Nepal’s lower House on Saturday displayed unity to pass a constitutional amendment bill revising its emblem to reflect a new map with territories involved in a dispute with India.
Stung, New Delhi responded to the once-inconceivable snub by saying the “unilateral” legislative action violated “our current understanding to hold talks on outstanding boundary issues”.
For the Narendra Modi government — which has always claimed to follow a “56-inch-chest” muscular foreign policy — Nepal’s cocking the snook at India, as former Jammu and Kashmir chief minister Omar Abdullah put it, could not have been more ill-timed. It comes at a time tension has flared up along India’s border with China.
Nepal’s House of Representatives unanimously passed the bill to amend the map to be used on the country’s coat of arms in future.
The new map includes three areas in dispute with India — Kalapani, Lipu Lekh and Limpiyadhura.
The constitutional amendment is needed to make the change to the country’s emblem.
The map was approved by 258 of the 275 members of the lower House — exceeding the required two-thirds majority — and there was no vote against it.
Opposition parties, including the Nepali Congress, voted in favour of the new map. It is learnt that India had reached out to several political parties, including the Nepali Congress, but the effort yielded no result, PTI reported.
The bill will now go to the upper House for passage and then for presidential assent.
In New Delhi, Indian external affairs ministry spokesperson Anurag Srivastava said on Saturday: “This artificial enlargement of claims is not based on historical fact or evidence and is not tenable. It is also violative of our current understanding to hold talks on outstanding boundary issues.”
The longstanding territorial dispute had became an irritant in November last year after India put Kalapani in the new map released to factor in the reorganisation of Jammu and Kashmir.
More recently, Nepal had kicked up a row after India opened a road to Kailash Mansarovar via Lipu Lekh, calling it the China border, on May 9.
Nepal iterated its demand for a meeting of the foreign secretary-level boundary mechanism. New Delhi said the meeting would be held on a mutually agreed date “after the two societies and governments have successfully dealt with the challenge of Covid-19 emergency”.
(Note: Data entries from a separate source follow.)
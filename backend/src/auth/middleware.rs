//! Authentication and authorization guards
//!
//! Two cooperating stages, composed explicitly at route registration:
//!
//! 1. `auth_guard` validates the bearer token, then re-resolves the
//!    subject to a live account record. Tokens are valid for a week, so
//!    trusting their claims alone would let them outlive an account's or
//!    tenant's deactivation.
//! 2. `require_roles` compares the resolved role against the route's
//!    declared role set. Missing identity with a non-empty set rejects:
//!    the guard fails closed.
//!
//! Each route carries exactly one effective role set, resolved here at
//! registration time.

use crate::error::ApiError;
use crate::repositories::UserRepository;
use crate::state::AppState;
use axum::{
    extract::{FromRequestParts, Request, State},
    http::{header::AUTHORIZATION, request::Parts},
    middleware::Next,
    response::{IntoResponse, Response},
};
use crm_platform_shared::UserRole;
use std::future::Future;
use std::pin::Pin;
use std::task::{Context, Poll};
use tower::{Layer, Service};
use uuid::Uuid;

/// The live account resolved for the current request.
#[derive(Debug, Clone)]
pub struct CurrentUser {
    pub id: Uuid,
    pub name: String,
    pub email: String,
    pub role: UserRole,
    pub enterprise_id: Option<Uuid>,
}

#[axum::async_trait]
impl<S> FromRequestParts<S> for CurrentUser
where
    S: Send + Sync,
{
    type Rejection = ApiError;

    async fn from_request_parts(parts: &mut Parts, _state: &S) -> Result<Self, Self::Rejection> {
        parts
            .extensions
            .get::<CurrentUser>()
            .cloned()
            .ok_or_else(|| ApiError::Unauthorized("Missing authentication".to_string()))
    }
}

/// Token-validating guard stage.
///
/// Apply with `middleware::from_fn_with_state` to every guarded router.
/// Rejects before any handler runs when the token is missing, malformed,
/// expired, or when the re-fetched account (or its enterprise) is gone or
/// inactive. On success the resolved `CurrentUser` is inserted into the
/// request extensions.
pub async fn auth_guard(
    State(state): State<AppState>,
    mut request: Request,
    next: Next,
) -> Result<Response, ApiError> {
    let auth_header = request
        .headers()
        .get(AUTHORIZATION)
        .and_then(|value| value.to_str().ok())
        .ok_or_else(|| ApiError::Unauthorized("Missing authorization header".to_string()))?;

    let token = auth_header
        .strip_prefix("Bearer ")
        .ok_or_else(|| ApiError::Unauthorized("Invalid authorization format".to_string()))?;

    let claims = state
        .jwt()
        .validate(token)
        .map_err(|_| ApiError::Unauthorized("Invalid or expired token".to_string()))?;

    let user_id = Uuid::parse_str(&claims.sub)
        .map_err(|_| ApiError::Unauthorized("Invalid subject in token".to_string()))?;

    // Re-resolve the subject instead of trusting week-old claims.
    let record = UserRepository::find_auth_context(state.db(), user_id)
        .await
        .map_err(ApiError::Internal)?
        .ok_or_else(|| ApiError::Unauthorized("User not found".to_string()))?;

    if !record.is_active {
        return Err(ApiError::Unauthorized(
            "This user has been deactivated".to_string(),
        ));
    }

    if record.enterprise_active == Some(false) {
        return Err(ApiError::Unauthorized(
            "This user's enterprise is inactive".to_string(),
        ));
    }

    request.extensions_mut().insert(CurrentUser {
        id: record.id,
        name: record.name,
        email: record.email,
        role: record.role,
        enterprise_id: record.enterprise_id,
    });

    Ok(next.run(request).await)
}

/// Role membership check shared by the layer and its tests.
///
/// An empty set means the route declared no restriction. A non-empty set
/// with no resolved identity rejects with Forbidden rather than allowing.
pub fn check_required_roles(
    allowed: &[UserRole],
    role: Option<UserRole>,
) -> Result<(), ApiError> {
    if allowed.is_empty() {
        return Ok(());
    }

    let Some(role) = role else {
        return Err(ApiError::Forbidden(
            "Access denied: user not identified".to_string(),
        ));
    };

    if !allowed.contains(&role) {
        return Err(ApiError::Forbidden(
            "Access denied: insufficient role".to_string(),
        ));
    }

    Ok(())
}

/// Declare a route's required-role set.
///
/// Used as a `route_layer` inside routers already wrapped by
/// `auth_guard`, e.g. `.route_layer(require_roles(&[UserRole::Master]))`.
pub fn require_roles(allowed: &'static [UserRole]) -> RequireRoles {
    RequireRoles { allowed }
}

/// Role-checking guard stage (tower layer).
#[derive(Clone, Copy)]
pub struct RequireRoles {
    allowed: &'static [UserRole],
}

impl<S> Layer<S> for RequireRoles {
    type Service = RequireRolesService<S>;

    fn layer(&self, inner: S) -> Self::Service {
        RequireRolesService {
            inner,
            allowed: self.allowed,
        }
    }
}

#[derive(Clone)]
pub struct RequireRolesService<S> {
    inner: S,
    allowed: &'static [UserRole],
}

impl<S> Service<Request> for RequireRolesService<S>
where
    S: Service<Request, Response = Response> + Clone + Send + 'static,
    S::Future: Send + 'static,
    S::Error: Send + 'static,
{
    type Response = Response;
    type Error = S::Error;
    type Future = Pin<Box<dyn Future<Output = Result<Response, S::Error>> + Send>>;

    fn poll_ready(&mut self, cx: &mut Context<'_>) -> Poll<Result<(), Self::Error>> {
        self.inner.poll_ready(cx)
    }

    fn call(&mut self, request: Request) -> Self::Future {
        let role = request
            .extensions()
            .get::<CurrentUser>()
            .map(|user| user.role);

        if let Err(rejection) = check_required_roles(self.allowed, role) {
            return Box::pin(std::future::ready(Ok(rejection.into_response())));
        }

        let clone = self.inner.clone();
        let mut inner = std::mem::replace(&mut self.inner, clone);
        Box::pin(async move { inner.call(request).await })
    }
}

#[cfg(test)]
mod tests {
    use super::*;

    #[test]
    fn test_empty_role_set_allows_anyone() {
        assert!(check_required_roles(&[], None).is_ok());
        assert!(check_required_roles(&[], Some(UserRole::ClientViewer)).is_ok());
    }

    #[test]
    fn test_missing_identity_fails_closed() {
        let result = check_required_roles(&[UserRole::Master], None);
        assert!(matches!(result, Err(ApiError::Forbidden(_))));
    }

    #[test]
    fn test_role_outside_set_is_forbidden() {
        let result = check_required_roles(&[UserRole::Master], Some(UserRole::ClientViewer));
        assert!(matches!(result, Err(ApiError::Forbidden(_))));
    }

    #[test]
    fn test_role_in_set_is_allowed() {
        let allowed = [UserRole::Master, UserRole::ClientAdmin];
        assert!(check_required_roles(&allowed, Some(UserRole::ClientAdmin)).is_ok());
    }

    #[test]
    fn test_current_user_debug() {
        let user = CurrentUser {
            id: Uuid::new_v4(),
            name: "Test".to_string(),
            email: "t@x.com".to_string(),
            role: UserRole::ClientViewer,
            enterprise_id: Some(Uuid::new_v4()),
        };
        let debug_str = format!("{:?}", user);
        assert!(debug_str.contains("CurrentUser"));
    }
}
//! User management service
//!
//! Account creation always hashes before persistence, logs failures
//! without the plaintext password, and treats the storage layer's
//! unique-constraint violation as the authoritative duplicate signal.

use crate::auth::PasswordService;
use crate::error::ApiError;
use crate::repositories::{
    EnterpriseRepository, NewUser, UserRecord, UserRepository,
};
use crate::services::is_unique_violation;
use crm_platform_shared::types::{
    ActivationResponse, ChangePasswordRequest, CreateAdminRequest, CreateViewerRequest,
    ListUsersQuery, RegisterRequest, UserSummary,
};
use crm_platform_shared::{validation, UserRole};
use sqlx::PgPool;
use tracing::error;
use uuid::Uuid;

pub struct UserService;

impl UserService {
    fn to_summary(record: UserRecord, enterprise_cnpj: Option<String>) -> UserSummary {
        UserSummary {
            id: record.id,
            name: record.name,
            email: record.email,
            role: record.role,
            is_active: record.is_active,
            enterprise_cnpj,
            created_at: record.created_at,
        }
    }

    async fn insert(
        pool: &PgPool,
        operation: &'static str,
        new_user: NewUser,
    ) -> Result<UserRecord, ApiError> {
        let email = new_user.email.clone();
        UserRepository::create(pool, &new_user).await.map_err(|e| {
            if is_unique_violation(&e) {
                return ApiError::Conflict(
                    "This email is already registered (concurrency detected)".to_string(),
                );
            }
            error!(operation, email = %email, "User creation failed: {e:#}");
            ApiError::Internal(e)
        })
    }

    /// Create a platform-level MASTER account. No enterprise reference.
    pub async fn create_master(
        pool: &PgPool,
        request: &RegisterRequest,
    ) -> Result<UserSummary, ApiError> {
        if UserRepository::email_exists(pool, &request.email)
            .await
            .map_err(ApiError::Internal)?
        {
            return Err(ApiError::Conflict(
                "A user is already registered with this email".to_string(),
            ));
        }

        let password_hash = PasswordService::hash_async(request.password.clone())
            .await
            .map_err(ApiError::Internal)?;

        let record = Self::insert(
            pool,
            "create_master",
            NewUser {
                name: request.name.clone(),
                email: request.email.clone(),
                password_hash,
                role: UserRole::Master,
                enterprise_id: None,
            },
        )
        .await?;

        Ok(Self::to_summary(record, None))
    }

    /// Create a client account attached to an existing enterprise by CNPJ.
    pub async fn create_client(
        pool: &PgPool,
        request: &RegisterRequest,
        role: UserRole,
        enterprise_cnpj: &str,
    ) -> Result<UserSummary, ApiError> {
        let cnpj = validation::normalize_cnpj(enterprise_cnpj);
        validation::validate_cnpj(&cnpj).map_err(ApiError::Validation)?;

        let enterprise = EnterpriseRepository::find_by_cnpj(pool, &cnpj)
            .await
            .map_err(ApiError::Internal)?
            .ok_or_else(|| {
                ApiError::NotFound(format!("Enterprise with CNPJ {} not found", cnpj))
            })?;

        if UserRepository::email_exists(pool, &request.email)
            .await
            .map_err(ApiError::Internal)?
        {
            return Err(ApiError::Conflict(
                "A user is already registered with this email".to_string(),
            ));
        }

        let password_hash = PasswordService::hash_async(request.password.clone())
            .await
            .map_err(ApiError::Internal)?;

        let record = Self::insert(
            pool,
            "create_client",
            NewUser {
                name: request.name.clone(),
                email: request.email.clone(),
                password_hash,
                role,
                enterprise_id: Some(enterprise.id),
            },
        )
        .await?;

        Ok(Self::to_summary(record, Some(enterprise.cnpj)))
    }

    /// Create a CLIENT_ADMIN for a given enterprise (MASTER operation).
    pub async fn create_admin(
        pool: &PgPool,
        request: &CreateAdminRequest,
    ) -> Result<UserSummary, ApiError> {
        validation::validate_name(&request.name).map_err(ApiError::Validation)?;
        validation::validate_email(&request.email).map_err(ApiError::Validation)?;
        validation::validate_password(&request.password).map_err(ApiError::Validation)?;

        let enterprise = EnterpriseRepository::find_by_id(pool, request.enterprise_id)
            .await
            .map_err(ApiError::Internal)?
            .ok_or_else(|| {
                ApiError::NotFound("No enterprise exists with this id".to_string())
            })?;

        if UserRepository::email_exists(pool, &request.email)
            .await
            .map_err(ApiError::Internal)?
        {
            return Err(ApiError::Conflict(
                "A user is already registered with this email".to_string(),
            ));
        }

        let password_hash = PasswordService::hash_async(request.password.clone())
            .await
            .map_err(ApiError::Internal)?;

        let record = Self::insert(
            pool,
            "create_admin",
            NewUser {
                name: request.name.clone(),
                email: request.email.clone(),
                password_hash,
                role: UserRole::ClientAdmin,
                enterprise_id: Some(enterprise.id),
            },
        )
        .await?;

        Ok(Self::to_summary(record, Some(enterprise.cnpj)))
    }

    /// Create a CLIENT_VIEWER inside the caller's own enterprise.
    pub async fn create_viewer(
        pool: &PgPool,
        request: &CreateViewerRequest,
        enterprise_id: Uuid,
    ) -> Result<UserSummary, ApiError> {
        validation::validate_name(&request.name).map_err(ApiError::Validation)?;
        validation::validate_email(&request.email).map_err(ApiError::Validation)?;
        validation::validate_password(&request.password).map_err(ApiError::Validation)?;

        let enterprise = EnterpriseRepository::find_by_id(pool, enterprise_id)
            .await
            .map_err(ApiError::Internal)?
            .ok_or_else(|| ApiError::NotFound("Manager enterprise not found".to_string()))?;

        if UserRepository::email_exists(pool, &request.email)
            .await
            .map_err(ApiError::Internal)?
        {
            return Err(ApiError::Conflict(
                "This email is already in use".to_string(),
            ));
        }

        let password_hash = PasswordService::hash_async(request.password.clone())
            .await
            .map_err(ApiError::Internal)?;

        let record = Self::insert(
            pool,
            "create_viewer",
            NewUser {
                name: request.name.clone(),
                email: request.email.clone(),
                password_hash,
                role: UserRole::ClientViewer,
                enterprise_id: Some(enterprise.id),
            },
        )
        .await?;

        Ok(Self::to_summary(record, Some(enterprise.cnpj)))
    }

    /// Get an account's profile. Never includes the password hash.
    pub async fn get_profile(pool: &PgPool, user_id: Uuid) -> Result<UserSummary, ApiError> {
        let user = UserRepository::find_by_id(pool, user_id)
            .await
            .map_err(ApiError::Internal)?
            .ok_or_else(|| ApiError::NotFound("User not found".to_string()))?;

        let enterprise_cnpj = match user.enterprise_id {
            Some(id) => EnterpriseRepository::find_by_id(pool, id)
                .await
                .map_err(ApiError::Internal)?
                .map(|e| e.cnpj),
            None => None,
        };

        Ok(Self::to_summary(user, enterprise_cnpj))
    }

    /// List the accounts of one enterprise.
    ///
    /// MASTER callers name the enterprise explicitly; client admins are
    /// scoped to their own tenant regardless of the query parameter.
    pub async fn list(
        pool: &PgPool,
        caller_role: UserRole,
        caller_enterprise: Option<Uuid>,
        query: &ListUsersQuery,
    ) -> Result<Vec<UserSummary>, ApiError> {
        let enterprise_id = match caller_role {
            UserRole::Master => query.enterprise_id.ok_or_else(|| {
                ApiError::Validation("enterprise_id query parameter is required".to_string())
            })?,
            _ => caller_enterprise.ok_or_else(|| {
                ApiError::Forbidden("You are not registered with any enterprise".to_string())
            })?,
        };

        let enterprise_cnpj = EnterpriseRepository::find_by_id(pool, enterprise_id)
            .await
            .map_err(ApiError::Internal)?
            .map(|e| e.cnpj);

        let users = UserRepository::list_by_enterprise(pool, enterprise_id)
            .await
            .map_err(ApiError::Internal)?;

        Ok(users
            .into_iter()
            .map(|u| Self::to_summary(u, enterprise_cnpj.clone()))
            .collect())
    }

    /// Activate or deactivate an account within the caller's enterprise.
    ///
    /// Deactivation is the preferred destructive operation: never self,
    /// never another administrator, same tenant only.
    pub async fn set_active(
        pool: &PgPool,
        caller_id: Uuid,
        caller_enterprise: Option<Uuid>,
        target_id: Uuid,
        active: bool,
    ) -> Result<ActivationResponse, ApiError> {
        if target_id == caller_id {
            return Err(ApiError::Validation(
                "You cannot change the active state of your own account".to_string(),
            ));
        }

        let target = UserRepository::find_by_id(pool, target_id)
            .await
            .map_err(ApiError::Internal)?
            .ok_or_else(|| ApiError::NotFound("User not found".to_string()))?;

        if target.role == UserRole::ClientAdmin {
            return Err(ApiError::Forbidden(
                "Administrator accounts cannot be deactivated here".to_string(),
            ));
        }

        if target.enterprise_id.is_none() || target.enterprise_id != caller_enterprise {
            return Err(ApiError::Forbidden(
                "You do not have permission to modify this user".to_string(),
            ));
        }

        let updated = UserRepository::set_active(pool, target_id, active)
            .await
            .map_err(ApiError::Internal)?
            .ok_or_else(|| ApiError::NotFound("User not found".to_string()))?;

        Ok(ActivationResponse {
            id: updated.id,
            is_active: updated.is_active,
        })
    }

    /// Change the caller's own password after verifying the current one.
    pub async fn change_password(
        pool: &PgPool,
        user_id: Uuid,
        request: &ChangePasswordRequest,
    ) -> Result<(), ApiError> {
        validation::validate_password(&request.new_password).map_err(ApiError::Validation)?;

        let current_hash = UserRepository::get_password_hash(pool, user_id)
            .await
            .map_err(ApiError::Internal)?
            .ok_or_else(|| ApiError::NotFound("User not found".to_string()))?;

        let valid =
            PasswordService::verify_async(request.old_password.clone(), current_hash)
                .await
                .map_err(ApiError::Internal)?;

        if !valid {
            return Err(ApiError::Forbidden(
                "The current password is incorrect".to_string(),
            ));
        }

        let new_hash = PasswordService::hash_async(request.new_password.clone())
            .await
            .map_err(ApiError::Internal)?;

        UserRepository::update_password(pool, user_id, &new_hash)
            .await
            .map_err(ApiError::Internal)?;

        Ok(())
    }
}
Nepal saw this as a unilateral decision by India to delay the talks, for which Kathmandu had proposed two dates since November.
Nepal has been repeatedly calling for a dialogue. After Prime Minister Narendra Modi held a bilateral summit with his Australian counterpart Scott Morrison earlier this month via videoconferencing and Indian commanders met Chinese military officials last Saturday to address the face-off, Nepal openly began questioning why New Delhi was not doing the same with Kathmandu.
For Nepal, this was yet another instance of India displaying its Big Brother attitude towards the smaller neighbour. Prime Minister K.P. Sharma Oli — who is facing political problems at home and within his party — opted to go ahead and play the nationalist card to the hilt to rally his opponents around him.